§ **Exercise**: Return the material unaltered, line by line.

§ **Data for the task**:
━━━━

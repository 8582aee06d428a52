use crate::sender::FailureReason;
use std::fmt;

/// Observable lifecycle of a coordinator.
///
/// `Idle -> Accumulating -> Sending -> Accumulating | Idle`, with
/// `TornDown` terminal once the teardown flush has run.
#[derive(Debug, Clone, Copy, PartialEq, Eq)]
pub enum CoordinatorState {
    Idle,
    Accumulating,
    Sending,
    TornDown,
}

impl CoordinatorState {
    pub fn as_str(&self) -> &'static str {
        match self {
            CoordinatorState::Idle => "idle",
            CoordinatorState::Accumulating => "accumulating",
            CoordinatorState::Sending => "sending",
            CoordinatorState::TornDown => "torn_down",
        }
    }

    pub fn is_terminal(&self) -> bool {
        matches!(self, CoordinatorState::TornDown)
    }
}

impl fmt::Display for CoordinatorState {
    fn fmt(&self, f: &mut fmt::Formatter<'_>) -> fmt::Result {
        f.write_str(self.as_str())
    }
}

/// What a flush or timer tick did.
///
/// Informational only: failures are already recovered by the time the
/// caller sees them.
#[derive(Debug, Clone, PartialEq, Eq)]
pub enum FlushOutcome {
    /// Queue was empty; no network call.
    Empty,
    Delivered { records: usize },
    /// Send failed and the batch went back to the queue head.
    Requeued { records: usize, reason: FailureReason },
    /// Send failed with a non-retryable reason; the batch was dropped.
    Discarded { records: usize, reason: FailureReason },
    /// A timer tick found another send in flight and skipped.
    InFlight,
    /// Teardown already ran; nothing is sent asynchronously any more.
    TornDown,
}

impl FlushOutcome {
    /// Whether a network call was made.
    pub fn attempted(&self) -> bool {
        matches!(
            self,
            FlushOutcome::Delivered { .. }
                | FlushOutcome::Requeued { .. }
                | FlushOutcome::Discarded { .. }
        )
    }
}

━━━━

§ **Expected answer**:
repository 8582aee06d428a52
use crate::sender::FailureReason;
use std::fmt;

/// Observable lifecycle of a coordinator.
///
/// `Idle -> Accumulating -> Sending -> Accumulating | Idle`, with
/// `TornDown` terminal once the teardown flush has run.
#[derive(Debug, Clone, Copy, PartialEq, Eq)]
pub enum CoordinatorState {
    Idle,
    Accumulating,
    Sending,
    TornDown,
}

impl CoordinatorState {
    pub fn as_str(&self) -> &'static str {
        match self {
            CoordinatorState::Idle => "idle",
            CoordinatorState::Accumulating => "accumulating",
            CoordinatorState::Sending => "sending",
            CoordinatorState::TornDown => "torn_down",
        }
    }

    pub fn is_terminal(&self) -> bool {
        matches!(self, CoordinatorState::TornDown)
    }
}

impl fmt::Display for CoordinatorState {
    fn fmt(&self, f: &mut fmt::Formatter<'_>) -> fmt::Result {
        f.write_str(self.as_str())
    }
}

/// What a flush or timer tick did.
///
/// Informational only: failures are already recovered by the time the
/// caller sees them.
#[derive(Debug, Clone, PartialEq, Eq)]
pub enum FlushOutcome {
    /// Queue was empty; no network call.
    Empty,
    Delivered { records: usize },
    /// Send failed and the batch went back to the queue head.
    Requeued { records: usize, reason: FailureReason },
    /// Send failed with a non-retryable reason; the batch was dropped.
    Discarded { records: usize, reason: FailureReason },
    /// A timer tick found another send in flight and skipped.
    InFlight,
    /// Teardown already ran; nothing is sent asynchronously any more.
    TornDown,
}

impl FlushOutcome {
    /// Whether a network call was made.
    pub fn attempted(&self) -> bool {
        matches!(
            self,
            FlushOutcome::Delivered { .. }
                | FlushOutcome::Requeued { .. }
                | FlushOutcome::Discarded { .. }
        )
    }
}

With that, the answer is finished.